Is it a bad idea to omit or mis-represent information on travel insurance?
Posted:
Amending or omitting details of your trip and circumstances from your insurance application will likely invalidate your insurance.
Consequences of amending or omitting details
- Misrepresenting details on an application is a criminal offence in the UK (under the Fraud Act 2006 and the Consumer Insurance Act 2012). Even "small" tweaks count.
- Your policy becomes worthless. If you need to claim and the insurer discovers any inaccuracy, even one unrelated to the claim itself, they can void the policy entirely, refuse to pay, and reclaim any previous payouts.
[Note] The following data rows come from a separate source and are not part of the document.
//! Linux namespace helpers.
//!
//! Resolves the mount namespace handle of a running container and maps
//! configured namespace types onto `clone(2)` flags.

use std::path::{Path, PathBuf};

use nix::sched::CloneFlags;
use sharemnt_common::error::{Result, ShareMntError};
use sharemnt_common::state::{Namespace, NamespaceType};

/// Returns the mount namespace handle for a container whose init process
/// has the given PID.
///
/// The handle belongs to the init process's *parent*: the located init is
/// wrapped by a supervisor, and the parent is the process that owns the
/// namespace the tool has to re-enter.
///
/// # Errors
///
/// Returns [`ShareMntError::NamespaceResolution`] if the status file cannot
/// be read or parsed.
pub fn mount_namespace_path(init_pid: i32) -> Result<PathBuf> {
    mount_namespace_path_in(Path::new("/proc"), init_pid)
}

/// Like [`mount_namespace_path`], reading status files below `proc_root`.
///
/// # Errors
///
/// Returns [`ShareMntError::NamespaceResolution`] if the status file cannot
/// be read or parsed.
pub fn mount_namespace_path_in(proc_root: &Path, init_pid: i32) -> Result<PathBuf> {
    let stat_path = proc_root.join(init_pid.to_string()).join("stat");
    let content =
        std::fs::read_to_string(&stat_path).map_err(|e| ShareMntError::NamespaceResolution {
            path: stat_path.clone(),
            message: e.to_string(),
        })?;
    let ppid = parse_parent_pid(&content).map_err(|message| ShareMntError::NamespaceResolution {
        path: stat_path.clone(),
        message,
    })?;
    let ns = proc_root.join(ppid.to_string()).join("ns").join("mnt");
    tracing::debug!(init_pid, ppid, ns = %ns.display(), "resolved mount namespace");
    Ok(ns)
}

/// Extracts the parent PID from a `/proc/<pid>/stat` line.
///
/// The command name is parenthesised and may itself contain spaces or
/// parentheses, so parsing resumes after the last `)`.
///
/// # Errors
///
/// Returns a description of the problem if the line is malformed.
pub fn parse_parent_pid(stat: &str) -> std::result::Result<i32, String> {
    let (_, rest) = stat
        .rsplit_once(')')
        .ok_or_else(|| "missing command name terminator".to_string())?;
    let field = rest
        .split_whitespace()
        .nth(1)
        .ok_or_else(|| "missing parent pid field".to_string())?;
    field
        .parse::<i32>()
        .map_err(|e| format!("invalid parent pid {field:?}: {e}"))
}

/// Maps configured namespaces to the flags passed to `unshare(2)`.
///
/// Namespaces with a join path are not part of the result.
#[must_use]
pub fn clone_flags(namespaces: &[Namespace]) -> CloneFlags {
    namespaces
        .iter()
        .filter(|ns| ns.path.as_deref().is_none_or(|p| p.as_os_str().is_empty()))
        .fold(CloneFlags::empty(), |flags, ns| flags | clone_flag(ns.kind))
}

const fn clone_flag(kind: NamespaceType) -> CloneFlags {
    match kind {
        NamespaceType::Mount => CloneFlags::CLONE_NEWNS,
        NamespaceType::Uts => CloneFlags::CLONE_NEWUTS,
        NamespaceType::Ipc => CloneFlags::CLONE_NEWIPC,
        NamespaceType::Pid => CloneFlags::CLONE_NEWPID,
        NamespaceType::Network => CloneFlags::CLONE_NEWNET,
        NamespaceType::User => CloneFlags::CLONE_NEWUSER,
        NamespaceType::Cgroup => CloneFlags::CLONE_NEWCGROUP,
    }
}

#[cfg(test)]
mod tests {
    use super::*;

    #[test]
    fn parent_pid_tolerates_spaces_in_command() {
        let stat = "1234 (my proc) S 999 1234 1234 0 -1 4194560 0 0";
        assert_eq!(parse_parent_pid(stat), Ok(999));
    }

    #[test]
    fn parent_pid_tolerates_parentheses_in_command() {
        let stat = "77 (weird) name)) R 5 77 77 0";
        assert_eq!(parse_parent_pid(stat), Ok(5));
    }

    #[test]
    fn parent_pid_rejects_truncated_lines() {
        assert!(parse_parent_pid("1234 (sh) S").is_err());
        assert!(parse_parent_pid("1234 sh S 1").is_err());
        assert!(parse_parent_pid("1234 (sh) S abc").is_err());
    }

    #[test]
    fn namespace_path_uses_parent_pid() {
        let proc_root = tempfile::tempdir().unwrap();
        let dir = proc_root.path().join("4242");
        std::fs::create_dir_all(&dir).unwrap();
        std::fs::write(dir.join("stat"), "4242 (init) S 4200 4242 4242 0\n").unwrap();

        let ns = mount_namespace_path_in(proc_root.path(), 4242).unwrap();
        assert_eq!(ns, proc_root.path().join("4200/ns/mnt"));
    }

    #[test]
    fn namespace_path_for_missing_process_is_resolution_error() {
        let proc_root = tempfile::tempdir().unwrap();
        assert!(matches!(
            mount_namespace_path_in(proc_root.path(), 1),
            Err(ShareMntError::NamespaceResolution { .. })
        ));
    }

    #[test]
    fn clone_flags_skip_joined_namespaces() {
        let namespaces = vec![
            Namespace::new(NamespaceType::Mount),
            Namespace {
                kind: NamespaceType::Network,
                path: Some(PathBuf::from("/proc/1/ns/net")),
            },
            Namespace {
                kind: NamespaceType::Uts,
                path: Some(PathBuf::new()),
            },
        ];
        assert_eq!(
            clone_flags(&namespaces),
            CloneFlags::CLONE_NEWNS | CloneFlags::CLONE_NEWUTS
        );
    }
}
- Medical bills abroad can run into tens or hundreds of thousands of pounds, so this risk is enormous.
- Voided policies and fraud markers get recorded on shared industry databases (like the Insurance Fraud Register and CUE).
- Future insurance of any type becomes much more expensive or refused outright, often for years.
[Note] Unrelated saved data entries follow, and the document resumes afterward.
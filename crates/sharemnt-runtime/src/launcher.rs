//! Namespace entry (stage 1).
//!
//! Replaces the current process with the namespace-entering helper, which
//! joins the target container's mount namespace and runs this executable
//! again from inside the target's rootfs in stage 2.

use std::convert::Infallible;
use std::ffi::{OsStr, OsString};
use std::io;
use std::os::unix::process::CommandExt;
use std::path::{Component, Path, PathBuf};
use std::process::Command;

use sharemnt_common::constants::STAGE2_FLAG;
use sharemnt_common::error::{Result, ShareMntError};
use sharemnt_common::state::ContainerState;
use sharemnt_core::namespace;

/// Builds the helper arguments that enter `namespace` and run `self_exe`
/// from inside `rootfs` in stage 2, followed by `forwarded` unchanged.
#[must_use]
pub fn entry_args(
    namespace: &Path,
    rootfs: &Path,
    self_exe: &Path,
    forwarded: impl IntoIterator<Item = OsString>,
) -> Vec<OsString> {
    let mut mount = OsString::from("--mount=");
    mount.push(namespace);

    let relative = self_exe
        .components()
        .filter(|c| !matches!(c, Component::RootDir | Component::Prefix(_)))
        .collect::<PathBuf>();

    let mut args = vec![
        mount,
        OsString::from("-F"),
        OsString::from("--"),
        rootfs.join(relative).into_os_string(),
        OsString::from(STAGE2_FLAG),
    ];
    args.extend(forwarded);
    args
}

/// Execs `helper` to re-enter this program inside the mount namespace of
/// the container described by `state`.
///
/// `argv` is this process's full argument vector; its first element names
/// this executable and the rest is forwarded verbatim. Never returns on
/// success.
///
/// # Errors
///
/// Returns [`ShareMntError::NamespaceResolution`] if the namespace cannot
/// be resolved, [`ShareMntError::HelperMissing`] if `helper` is not on the
/// search path, or [`ShareMntError::ExecReplace`] if the exec fails.
pub fn enter(state: &ContainerState, helper: &str, argv: Vec<OsString>) -> Result<Infallible> {
    let namespace = namespace::mount_namespace_path(state.init_process_pid)?;

    let mut argv = argv.into_iter();
    let argv0 = argv.next().unwrap_or_default();
    let self_exe = self_path(std::env::current_exe(), &argv0)?;

    let program = which::which(helper).map_err(|e| ShareMntError::HelperMissing {
        name: helper.to_string(),
        reason: e.to_string(),
    })?;
    let args = entry_args(&namespace, state.config.rootfs(), &self_exe, argv);

    tracing::info!(
        helper = %program.display(),
        namespace = %namespace.display(),
        args = ?args,
        "entering container mount namespace"
    );
    let source = Command::new(&program).args(&args).exec();
    Err(ShareMntError::ExecReplace { program, source })
}

/// Picks this executable's absolute path: the kernel's answer when there
/// is one, otherwise `argv0` made absolute.
fn self_path(current: io::Result<PathBuf>, argv0: &OsStr) -> Result<PathBuf> {
    match current {
        Ok(path) => Ok(path),
        Err(e) if argv0.is_empty() => Err(ShareMntError::io("/proc/self/exe", e)),
        Err(e) => {
            tracing::debug!(error = %e, "falling back to argv[0] for own path");
            std::path::absolute(argv0).map_err(|e| ShareMntError::io(argv0, e))
        }
    }
}

#[cfg(test)]
mod tests {
    use sharemnt_common::state::ContainerConfig;

    use super::*;

    #[test]
    fn own_path_ignores_bare_program_name() {
        let exe = std::env::current_exe().unwrap();
        let path = self_path(std::env::current_exe(), OsStr::new("share-mnt")).unwrap();
        assert_eq!(path, exe);
    }

    #[test]
    fn own_path_falls_back_to_argv0() {
        let unavailable = Err(io::Error::from(io::ErrorKind::NotFound));
        let path = self_path(unavailable, OsStr::new("/usr/local/bin/share-mnt")).unwrap();
        assert_eq!(path, PathBuf::from("/usr/local/bin/share-mnt"));
    }

    #[test]
    fn own_path_without_any_source_fails() {
        let unavailable = Err(io::Error::from(io::ErrorKind::NotFound));
        assert!(matches!(
            self_path(unavailable, OsStr::new("")),
            Err(ShareMntError::Io { .. })
        ));
    }

    #[test]
    fn enter_without_helper_reports_it_missing() {
        let state = ContainerState {
            init_process_pid: i32::try_from(std::process::id()).unwrap(),
            config: ContainerConfig::default(),
        };
        let argv = vec![OsString::from("share-mnt"), OsString::from("/data")];
        let result = enter(&state, "share-mnt-no-such-helper", argv);
        assert!(matches!(
            result,
            Err(ShareMntError::HelperMissing { ref name, .. }) if name == "share-mnt-no-such-helper"
        ));
    }

    #[test]
    fn entry_args_place_self_inside_rootfs() {
        let args = entry_args(
            Path::new("/proc/999/ns/mnt"),
            Path::new("/var/lib/docker/overlay2/abc/merged"),
            Path::new("/usr/local/bin/share-mnt"),
            ["/data", "--", "echo", "hi"].map(OsString::from),
        );
        assert_eq!(
            args,
            [
                "--mount=/proc/999/ns/mnt",
                "-F",
                "--",
                "/var/lib/docker/overlay2/abc/merged/usr/local/bin/share-mnt",
                "--stage2",
                "/data",
                "--",
                "echo",
                "hi",
            ]
            .map(OsString::from)
        );
    }

    #[test]
    fn entry_args_without_forwarded_arguments() {
        let args = entry_args(
            Path::new("/proc/1/ns/mnt"),
            Path::new("/"),
            Path::new("/share-mnt"),
            Vec::new(),
        );
        assert_eq!(args.len(), 5);
        assert_eq!(args[3], OsString::from("/share-mnt"));
        assert_eq!(args[4], OsString::from(STAGE2_FLAG));
    }
}
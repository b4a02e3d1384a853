//! Cgroupfs resource controller for the nested container.
//!
//! Creates one cgroup per container under `share-mnt/<id>`, either in the
//! unified v2 hierarchy or in every mounted v1 controller hierarchy.

use std::path::{Path, PathBuf};

use nix::sys::signal::{Signal, kill};
use nix::unistd::Pid;
use sharemnt_common::constants::APP_NAME;
use sharemnt_common::error::{Result, ShareMntError};

/// Handle to the cgroups of a specific container.
#[derive(Debug, Clone, PartialEq, Eq)]
pub struct CgroupManager {
    paths: Vec<PathBuf>,
}

impl CgroupManager {
    /// Creates the cgroups for the given container ID below `root`.
    ///
    /// # Errors
    ///
    /// Returns an error if the hierarchy cannot be listed or a cgroup
    /// directory cannot be created.
    pub fn create_in(root: &Path, container_id: &str) -> Result<Self> {
        let paths = hierarchies(root)?
            .into_iter()
            .map(|h| h.join(APP_NAME).join(container_id))
            .collect::<Vec<_>>();
        for path in &paths {
            std::fs::create_dir_all(path).map_err(|e| ShareMntError::io(path, e))?;
        }
        tracing::info!(id = container_id, count = paths.len(), "cgroups created");
        Ok(Self { paths })
    }

    /// Returns the cgroup directories of this container.
    pub fn paths(&self) -> &[PathBuf] {
        &self.paths
    }

    /// Moves a process into every cgroup of this container.
    ///
    /// PID `0` refers to the calling process.
    ///
    /// # Errors
    ///
    /// Returns an error if writing to `cgroup.procs` fails.
    pub fn add_process(&self, pid: u32) -> Result<()> {
        for path in &self.paths {
            let procs = path.join("cgroup.procs");
            std::fs::write(&procs, pid.to_string()).map_err(|e| ShareMntError::io(&procs, e))?;
        }
        Ok(())
    }

    /// Returns the PIDs currently attached to any cgroup of this container.
    ///
    /// # Errors
    ///
    /// Returns an error if a `cgroup.procs` file exists but cannot be read.
    pub fn pids(&self) -> Result<Vec<i32>> {
        let mut pids = Vec::new();
        for path in &self.paths {
            let procs = path.join("cgroup.procs");
            let content = match std::fs::read_to_string(&procs) {
                Ok(content) => content,
                Err(e) if e.kind() == std::io::ErrorKind::NotFound => continue,
                Err(e) => return Err(ShareMntError::io(&procs, e)),
            };
            pids.extend(content.lines().filter_map(|line| line.trim().parse::<i32>().ok()));
        }
        pids.sort_unstable();
        pids.dedup();
        Ok(pids)
    }

    /// Sends `SIGKILL` to every process attached to this container.
    ///
    /// # Errors
    ///
    /// Returns an error if the attached PIDs cannot be listed or a live
    /// process cannot be signalled.
    pub fn kill_all(&self) -> Result<()> {
        for pid in self.pids()? {
            match kill(Pid::from_raw(pid), Signal::SIGKILL) {
                Ok(()) | Err(nix::Error::ESRCH) => {}
                Err(e) => return Err(ShareMntError::sys(format!("kill {pid}"), e)),
            }
            tracing::debug!(pid, "killed leftover process");
        }
        Ok(())
    }

    /// Removes the cgroups and releases their resources.
    ///
    /// Missing directories are ignored, so destroying twice is harmless.
    ///
    /// # Errors
    ///
    /// Returns an error if a cgroup directory cannot be removed, typically
    /// because a process is still attached.
    pub fn destroy(&self) -> Result<()> {
        for path in &self.paths {
            match std::fs::remove_dir(path) {
                Ok(()) => {}
                Err(e) if e.kind() == std::io::ErrorKind::NotFound => {}
                Err(e) => return Err(ShareMntError::io(path, e)),
            }
        }
        tracing::info!(count = self.paths.len(), "cgroups destroyed");
        Ok(())
    }
}

/// Lists the hierarchies a container cgroup must be created in.
fn hierarchies(root: &Path) -> Result<Vec<PathBuf>> {
    if root.join("cgroup.controllers").exists() {
        return Ok(vec![root.to_path_buf()]);
    }
    let mut controllers = std::fs::read_dir(root)
        .map_err(|e| ShareMntError::io(root, e))?
        .filter_map(|entry| entry.ok())
        .filter(|entry| entry.file_type().is_ok_and(|t| t.is_dir()))
        .map(|entry| entry.path())
        .filter(|path| path.join("cgroup.procs").exists())
        .collect::<Vec<_>>();
    controllers.sort();
    Ok(controllers)
}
Common things people are tempted to fudge, and why you shouldn't
- Pre-existing medical conditions - if you don't declare them and something related happens, you have no cover.
- Age - this directly affects pricing and is trivial to verify if you claim.
- Destinations - if you visit a country you didn't declare and something happens there, no cover.
- Trip dates or length - claims outside your declared window aren't covered.
- Activities - skiing, scuba diving, etc. usually need specific cover.